Genetic Factors Influencing Coagulation Factor XIII B-Subunit Contribute to Risk of Ischemic Stroke.

BACKGROUND AND
PURPOSE: Abnormal coagulation has been implicated in the pathogenesis of ischemic stroke, but how this association is mediated and whether it differs between ischemic stroke subtypes is unknown. We determined the shared genetic risk between 14 coagulation factors and ischemic stroke and its subtypes.
METHODS: Using genome-wide association study results for 14 coagulation factors from the population-based TwinsUK sample (N≈2000 for each factor), meta-analysis results from the METASTROKE consortium ischemic stroke genome-wide association study (12 389 cases, 62 004 controls), and genotype data for 9520 individuals from the WTCCC2 ischemic stroke study (3548 cases, 5972 controls-the largest METASTROKE subsample), we explored shared genetic risk for coagulation and stroke. We performed three analyses: (1) a test for excess concordance (or discordance) in single nucleotide polymorphism effect direction across coagulation and stroke, (2) an estimation of the joint effect of multiple coagulation-associated single nucleotide polymorphisms in stroke, and (3) an evaluation of common genetic risk between coagulation and stroke.
RESULTS: One coagulation factor, factor XIII subunit B (FXIIIB), showed consistent effects in the concordance analysis, the estimation of polygenic risk, and the validation with genotype data, with associations specific to the cardioembolic stroke subtype. Effect directions for FXIIIB-associated single nucleotide polymorphisms were significantly discordant with cardioembolic disease (smallest P=5.7×10(-04)); the joint effect of FXIIIB-associated single nucleotide polymorphisms was significantly predictive of ischemic stroke (smallest P=1.8×10(-04)) and the cardioembolic subtype (smallest P=1.7×10(-04)). We found substantial negative genetic covariation between FXIIIB and ischemic stroke (rG=-0.71, P=0.01) and the cardioembolic subtype (rG=-0.80, P=0.03).
CONCLUSIONS: Genetic markers associated with low FXIIIB levels increase risk of ischemic stroke cardioembolic subtype.

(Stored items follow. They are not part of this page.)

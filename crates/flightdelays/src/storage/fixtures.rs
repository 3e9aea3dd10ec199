//! Shared test fixtures: a ten-flight dataset over two airlines.
//!
//! Airline A flies six flights, three of them more than 20 minutes late.
//! Airline B flies four, one late, one at exactly 20 minutes and one with no
//! recorded delay. Scheduled departures mix integer `HHMM`, text `HHMM`,
//! `HH:MM` and full datetimes. SFO has no latitude.

use std::path::Path;

use rusqlite::types::Value;
use rusqlite::{params, Connection};

use super::{schema, FlightData};

/// (id, airline, origin, destination, scheduled departure, delay, day, month)
type FlightRow = (i64, i64, &'static str, &'static str, Value, Option<i64>, u32, u32);

fn sample_flights() -> Vec<FlightRow> {
    let text = |s: &str| Value::Text(s.to_string());
    vec![
        (1, 1, "ATL", "JFK", Value::Integer(815), Some(30), 1, 1),
        (2, 1, "ATL", "JFK", text("0830"), Some(45), 1, 1),
        (3, 1, "ATL", "JFK", text("1405"), Some(25), 1, 1),
        (4, 1, "ATL", "LAX", Value::Integer(1410), Some(0), 2, 1),
        (5, 1, "JFK", "ATL", text("23:10"), Some(10), 2, 1),
        (6, 1, "JFK", "ATL", text("2015-01-02 23:55:00"), Some(-5), 2, 1),
        (7, 2, "LAX", "SFO", Value::Integer(5), Some(21), 1, 1),
        (8, 2, "LAX", "SFO", text("0005"), Some(20), 1, 1),
        (9, 2, "SFO", "LAX", Value::Integer(600), None, 2, 1),
        (10, 2, "SFO", "LAX", text("0645"), Some(5), 2, 1),
    ]
}

fn seed(conn: &Connection) {
    for statement in schema::SCHEMA_STATEMENTS {
        conn.execute(statement, []).expect("schema");
    }

    conn.execute_batch(
        r"
        INSERT INTO airlines (ID, AIRLINE) VALUES (1, 'A'), (2, 'B');
        INSERT INTO airports (IATA_CODE, AIRPORT, LATITUDE, LONGITUDE) VALUES
            ('ATL', 'Hartsfield-Jackson Atlanta International Airport', 33.64044, -84.42694),
            ('JFK', 'John F. Kennedy International Airport', 40.63975, -73.77893),
            ('LAX', 'Los Angeles International Airport', 33.94254, -118.40807),
            ('SFO', 'San Francisco International Airport', NULL, -122.37484);
        ",
    )
    .expect("reference data");

    for (id, airline, origin, destination, scheduled, delay, day, month) in sample_flights() {
        conn.execute(
            r"
            INSERT INTO flights (ID, YEAR, MONTH, DAY, AIRLINE, ORIGIN_AIRPORT,
                                 DESTINATION_AIRPORT, SCHEDULED_DEPARTURE, DEPARTURE_DELAY)
            VALUES (?1, 2015, ?2, ?3, ?4, ?5, ?6, ?7, ?8)
            ",
            params![id, month, day, airline, origin, destination, scheduled, delay],
        )
        .expect("flight row");
    }
}

/// In-memory store holding the sample dataset.
pub(crate) fn sample_store() -> FlightData {
    let store = FlightData::open_in_memory().expect("in-memory store");
    seed(&store.conn);
    store
}

/// Write the sample dataset to a database file at `path`.
pub(crate) fn write_sample_database(path: &Path) {
    let conn = Connection::open(path).expect("fixture database");
    seed(&conn);
}

/// Add an airline to a fixture store.
pub(crate) fn insert_airline(store: &FlightData, id: i64, name: &str) {
    store
        .conn
        .execute(
            "INSERT INTO airlines (ID, AIRLINE) VALUES (?1, ?2)",
            params![id, name],
        )
        .expect("airline row");
}

/// Add a flight on 3 January 2015 at noon to a fixture store.
pub(crate) fn insert_flight(
    store: &FlightData,
    id: i64,
    airline: i64,
    origin: &str,
    destination: &str,
    delay: Option<i64>,
) {
    store
        .conn
        .execute(
            r"
            INSERT INTO flights (ID, YEAR, MONTH, DAY, AIRLINE, ORIGIN_AIRPORT,
                                 DESTINATION_AIRPORT, SCHEDULED_DEPARTURE, DEPARTURE_DELAY)
            VALUES (?1, 2015, 1, 3, ?2, ?3, ?4, '1200', ?5)
            ",
            params![id, airline, origin, destination, delay],
        )
        .expect("flight row");
}

/// Overwrite the scheduled departure of a fixture flight.
pub(crate) fn set_scheduled_departure(store: &FlightData, id: i64, value: Value) {
    store
        .conn
        .execute(
            "UPDATE flights SET SCHEDULED_DEPARTURE = ?1 WHERE ID = ?2",
            params![value, id],
        )
        .expect("flight update");
}
//! Core record types for flightdelays.
//!
//! These mirror the rows of the read-only flights dataset. Nothing here is
//! ever written back to the store.

use serde::{Deserialize, Serialize};

/// Departure delays strictly above this many minutes count as delayed.
pub const DELAY_THRESHOLD_MINUTES: i64 = 20;

/// Returns whether a departure delay counts as delayed.
///
/// A missing delay (cancelled or diverted flight) is never delayed.
#[must_use]
pub fn is_delayed(departure_delay: Option<i64>) -> bool {
    departure_delay.is_some_and(|delay| delay > DELAY_THRESHOLD_MINUTES)
}

/// A flight joined with the display name of its airline.
#[derive(Debug, Clone, PartialEq, Eq, Serialize, Deserialize)]
pub struct FlightRecord {
    /// Flight identifier.
    pub id: i64,

    /// Scheduled departure as stored, normalized to text (`HHMM` for
    /// integer-typed values).
    #[serde(skip_serializing_if = "Option::is_none")]
    pub scheduled_departure: Option<String>,

    /// Departure delay in minutes; negative means early.
    pub departure_delay: Option<i64>,

    /// Day of month.
    pub day: u32,
    /// Month of year.
    pub month: u32,
    /// Year.
    pub year: i32,

    /// Origin airport IATA code.
    pub origin_airport: String,
    /// Destination airport IATA code.
    pub destination_airport: String,

    /// Airline identifier.
    pub airline_id: i64,
    /// Airline display name.
    pub airline: String,
}

impl FlightRecord {
    /// Whether this flight departed more than the threshold late.
    #[must_use]
    pub fn is_delayed(&self) -> bool {
        is_delayed(self.departure_delay)
    }

    /// One-line human readable summary.
    #[must_use]
    pub fn summary(&self) -> String {
        let base = format!(
            "{}. {} -> {} by {}",
            self.id, self.origin_airport, self.destination_airport, self.airline
        );
        match self.departure_delay {
            Some(delay) if delay > 0 => format!("{base}, Delay: {delay} Minutes"),
            _ => base,
        }
    }
}

/// An ordered (origin, destination) airport pair.
#[derive(Debug, Clone, PartialEq, Eq, PartialOrd, Ord, Hash, Serialize, Deserialize)]
pub struct Route {
    /// Origin airport IATA code.
    pub origin: String,
    /// Destination airport IATA code.
    pub destination: String,
}

impl Route {
    /// Create a route between two airport codes.
    #[must_use]
    pub fn new(origin: impl Into<String>, destination: impl Into<String>) -> Self {
        Self {
            origin: origin.into(),
            destination: destination.into(),
        }
    }
}

impl std::fmt::Display for Route {
    fn fmt(&self, f: &mut std::fmt::Formatter<'_>) -> std::fmt::Result {
        write!(f, "{} -> {}", self.origin, self.destination)
    }
}

/// Geographic position of an airport.
#[derive(Debug, Clone, Copy, PartialEq, Serialize, Deserialize)]
pub struct Coordinates {
    /// Latitude in degrees.
    pub latitude: f64,
    /// Longitude in degrees.
    pub longitude: f64,
}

Altered coagulation predisposing to thrombosis has been suggested to play an important role in ischemic stroke, although the extent of this association, of which coagulation factors are the most important mediators, and whether association differs by ischemic stroke subtype, is unknown. One way to study thrombosis in the context of stroke is to consider commonalities in the underlying genetic liability to coagulation and ischemic stroke. Twin and family-based studies have demonstrated substantial genetic contribution to plasma concentrations of hemostatic proteins in the general population[1] and thrombosis risk in the general population.[2] Similarly, twin and family-based epidemiological studies, as well as more recent estimates of heritability from genome-wide association study (GWAS) arrays, suggest a substantial heritability for ischemic stroke.[3-5]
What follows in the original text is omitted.